23. 前記眼球特異的プロモーターがath5、オプシン、ロドプシン、ノクツルニン、PAX6もしくはBrn3のプロモーター、または特定の光伝達カスケードプロモーターからなる群より選択される、請求項２２記載の魚。
24. 前記疾患遺伝子がヒトSMN、末端切断型SMN、野生型もしくは変異型ハンチンチン、野生型もしくは変異型SOD-1、TNFα、野生型もしくは変異型αシヌクレイン、野生型もしくは変異型ロドプシン、野生型もしくは変異型ELOVL4または野生型もしくは変異型プレセニリン-1もしくは-2からなる群より選択される、請求項２１〜２３のいずれか1項に記載の魚。
25. 前記魚がゼブラフィッシュ、フグおよび金魚からなる群より選択される、請求項２１〜２４のいずれか1項に記載の魚。
26. 前記魚がゼブラフィッシュである、請求項２５記載の魚。
27. 第2遺伝子の活性または効果に影響を及ぼす第1遺伝子を同定するためのスクリーニングにおける、請求項２１〜２６のいずれか1項に記載の魚の使用。
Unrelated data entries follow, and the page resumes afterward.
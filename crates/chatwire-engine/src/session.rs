//! Session controller: owns the cancellation token of the one turn a chat
//! session may have in flight, and wires user actions to the turn runner.

use std::sync::Arc;

use parking_lot::Mutex;
use tokio_util::sync::CancellationToken;
use tracing::{debug, info};

use chatwire_core::ids::{MessageId, TurnId};
use chatwire_core::messages::{Attachment, ChatMessage, HistoryEntry, Role};
use chatwire_core::store::MessageStore;

use crate::error::EngineError;
use crate::history::build_history;
use crate::runner::{TurnParams, TurnReport, TurnRunner};

struct ActiveTurn {
    id: TurnId,
    message_id: MessageId,
    cancel: CancellationToken,
}

/// Clears the active slot when its turn ends, unless a newer turn took it.
struct ActiveGuard<'a> {
    slot: &'a Mutex<Option<ActiveTurn>>,
    id: TurnId,
}

impl Drop for ActiveGuard<'_> {
    fn drop(&mut self) {
        let mut slot = self.slot.lock();
        if slot.as_ref().is_some_and(|t| t.id == self.id) {
            *slot = None;
        }
    }
}

pub struct SessionController {
    runner: Arc<TurnRunner>,
    active: Mutex<Option<ActiveTurn>>,
}

impl SessionController {
    pub fn new(runner: Arc<TurnRunner>) -> Self {
        Self {
            runner,
            active: Mutex::new(None),
        }
    }

    fn store(&self) -> &Arc<dyn MessageStore> {
        self.runner.store()
    }

    /// Send a user message and stream the reply into a new assistant message.
    ///
    /// `history` is the conversation before this message. Resolves when the
    /// turn has finalized.
    pub async fn send_message(
        &self,
        content: &str,
        model: &str,
        history: &[ChatMessage],
        system_prompt: Option<&str>,
        attachments: Vec<Attachment>,
    ) -> TurnReport {
        let user = ChatMessage::user(content, attachments);
        let mut outgoing = build_history(system_prompt, history);
        outgoing.push(HistoryEntry::User {
            content: user.content.clone(),
            attachments: user.attachments.clone(),
        });
        self.store().append(user);

        self.run_turn(model, outgoing).await
    }

    /// Replace an assistant reply with a fresh one.
    ///
    /// The store is truncated to the messages before `message_id` and the
    /// conversation up to the preceding user message is replayed.
    pub async fn regenerate(
        &self,
        message_id: &MessageId,
        model: &str,
        history: &[ChatMessage],
        system_prompt: Option<&str>,
    ) -> Result<TurnReport, EngineError> {
        let idx = history
            .iter()
            .position(|m| &m.id == message_id)
            .ok_or_else(|| EngineError::UnknownMessage(message_id.to_string()))?;

        let prior = &history[..idx];
        if history[idx].role != Role::Assistant || !prior.iter().any(|m| m.role == Role::User) {
            return Err(EngineError::NotRegenerable(message_id.to_string()));
        }

        debug!(%message_id, kept = prior.len(), "truncating for regenerate");
        self.store().set_messages(prior.to_vec());

        let outgoing = build_history(system_prompt, prior);
        Ok(self.run_turn(model, outgoing).await)
    }

    /// Abort the in-flight turn, if any. Returns whether one was running.
    pub fn stop_streaming(&self) -> bool {
        match self.active.lock().as_ref() {
            Some(turn) => {
                info!(turn_id = %turn.id, message_id = %turn.message_id, "stopping turn");
                turn.cancel.cancel();
                true
            }
            None => false,
        }
    }

    pub fn is_streaming(&self) -> bool {
        self.active.lock().is_some()
    }

    /// Assistant message of the in-flight turn.
    pub fn streaming_message_id(&self) -> Option<MessageId> {
        self.active.lock().as_ref().map(|t| t.message_id.clone())
    }

    async fn run_turn(&self, model: &str, history: Vec<HistoryEntry>) -> TurnReport {
        let placeholder = ChatMessage::assistant_placeholder();
        let message_id = placeholder.id.clone();
        let conversation_id = self.store().active_conversation();
        self.store().append(placeholder);

        let (cancel, _guard) = self.begin(message_id.clone());

        let params = TurnParams {
            message_id,
            conversation_id,
            model: model.to_string(),
            history,
        };
        self.runner.run(params, &cancel).await
    }

    /// Install a new active turn, cancelling any previous one.
    fn begin(&self, message_id: MessageId) -> (CancellationToken, ActiveGuard<'_>) {
        let id = TurnId::new();
        let cancel = CancellationToken::new();
        let previous = self.active.lock().replace(ActiveTurn {
            id: id.clone(),
            message_id,
            cancel: cancel.clone(),
        });
        if let Some(previous) = previous {
            info!(turn_id = %previous.id, "new turn supersedes in-flight turn");
            previous.cancel.cancel();
        }
        (cancel, ActiveGuard { slot: &self.active, id })
    }
}

#[cfg(test)]
mod tests {
    use super::*;
    use std::time::Duration;

    use chatwire_core::ids::ConversationId;
    use chatwire_core::store::InMemoryStore;
    use chatwire_llm::mock::chunk;
    use chatwire_llm::{MockProvider, MockResponse};

    use crate::registry::ToolRegistry;
    use crate::runner::{RunnerConfig, TurnOutcome};

    fn controller(responses: Vec<MockResponse>) -> (Arc<SessionController>, Arc<MockProvider>, Arc<InMemoryStore>) {
        let provider = Arc::new(MockProvider::new(responses));
        let store = Arc::new(InMemoryStore::new());
        let runner = TurnRunner::new(
            provider.clone(),
            Arc::new(ToolRegistry::new()),
            store.clone(),
            RunnerConfig::default(),
        );
        (Arc::new(SessionController::new(Arc::new(runner))), provider, store)
    }

    #[tokio::test]
    async fn send_appends_user_and_assistant() {
        let (session, provider, store) = controller(vec![MockResponse::text(&["Hi there"])]);
        let report = session
            .send_message("hello", "m", &[], Some("You are helpful."), vec![])
            .await;

        assert_eq!(report.outcome, TurnOutcome::Completed);
        let messages = store.messages();
        assert_eq!(messages.len(), 2);
        assert_eq!(messages[0].role, Role::User);
        assert_eq!(messages[0].content, "hello");
        assert_eq!(messages[1].id, report.message_id);
        assert_eq!(messages[1].content, "Hi there");
        assert!(!messages[1].streaming);

        let sent = &provider.requests()[0].messages;
        assert!(matches!(&sent[0], HistoryEntry::System { content } if content == "You are helpful."));
        assert!(matches!(&sent[1], HistoryEntry::User { content, .. } if content == "hello"));
        assert!(!session.is_streaming());
    }

    #[tokio::test]
    async fn turn_is_tagged_with_active_conversation() {
        let (session, _, store) = controller(vec![MockResponse::text(&["ok"])]);
        let conv = ConversationId::new();
        store.set_active_conversation(Some(conv.clone()));
        let report = session.send_message("hi", "m", &[], None, vec![]).await;
        assert_eq!(report.conversation_id, Some(conv));
    }

    #[tokio::test]
    async fn stop_streaming_aborts_turn() {
        tokio::time::pause();
        let (session, provider, store) =
            controller(vec![MockResponse::Hang(vec![chunk::content("partial")])]);

        let task = {
            let session = Arc::clone(&session);
            tokio::spawn(async move { session.send_message("hi", "m", &[], None, vec![]).await })
        };
        tokio::time::sleep(Duration::from_millis(100)).await;
        assert!(session.is_streaming());
        assert!(session.streaming_message_id().is_some());
        assert!(session.stop_streaming());

        let report = task.await.unwrap();
        assert_eq!(report.outcome, TurnOutcome::Aborted);
        let reply = store.get(&report.message_id).unwrap();
        assert_eq!(reply.content, "partial");
        assert!(!reply.streaming);
        assert_eq!(provider.call_count(), 1);
        assert!(!session.is_streaming());
        assert!(!session.stop_streaming());
    }

    #[tokio::test]
    async fn new_turn_cancels_previous() {
        tokio::time::pause();
        let (session, _, store) = controller(vec![
            MockResponse::Hang(vec![chunk::content("first")]),
            MockResponse::text(&["second"]),
        ]);

        let first = {
            let session = Arc::clone(&session);
            tokio::spawn(async move { session.send_message("one", "m", &[], None, vec![]).await })
        };
        tokio::time::sleep(Duration::from_millis(50)).await;

        let second = session.send_message("two", "m", &[], None, vec![]).await;
        let first = first.await.unwrap();

        assert_eq!(first.outcome, TurnOutcome::Aborted);
        assert_eq!(second.outcome, TurnOutcome::Completed);
        assert!(!store.get(&first.message_id).unwrap().streaming);
        assert_eq!(store.get(&second.message_id).unwrap().content, "second");
        assert!(!session.is_streaming());
    }

    #[tokio::test]
    async fn regenerate_truncates_and_replays() {
        let (session, provider, store) = controller(vec![
            MockResponse::text(&["first answer"]),
            MockResponse::text(&["better answer"]),
        ]);
        let first = session.send_message("question", "m", &[], None, vec![]).await;

        let history = store.messages();
        let report = session
            .regenerate(&first.message_id, "m", &history, None)
            .await
            .unwrap();

        let messages = store.messages();
        assert_eq!(messages.len(), 2);
        assert_eq!(messages[0].content, "question");
        assert_eq!(messages[1].id, report.message_id);
        assert_eq!(messages[1].content, "better answer");

        let replayed = &provider.requests()[1].messages;
        assert_eq!(replayed.len(), 1);
        assert!(matches!(&replayed[0], HistoryEntry::User { content, .. } if content == "question"));
    }

    #[tokio::test]
    async fn regenerate_rejects_unknown_and_user_ids() {
        let (session, provider, _) = controller(vec![]);
        let user = ChatMessage::user("q", vec![]);
        let history = vec![user.clone()];

        let err = session
            .regenerate(&MessageId::new(), "m", &history, None)
            .await
            .unwrap_err();
        assert!(matches!(err, EngineError::UnknownMessage(_)));

        let err = session.regenerate(&user.id, "m", &history, None).await.unwrap_err();
        assert!(matches!(err, EngineError::NotRegenerable(_)));
        assert_eq!(provider.call_count(), 0);
    }
}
28. 前記第1遺伝子が前記第2遺伝子の活性または効果のサプレッサー遺伝子であり、かつこの第2遺伝子が疾患遺伝子である、請求項２７記載の使用。
29. 第2遺伝子もしくは魚の処置の活性または効果に影響を及ぼす試験物質を同定するためのスクリーニングにおける、請求項２１〜２６のいずれか1項に記載の魚の使用。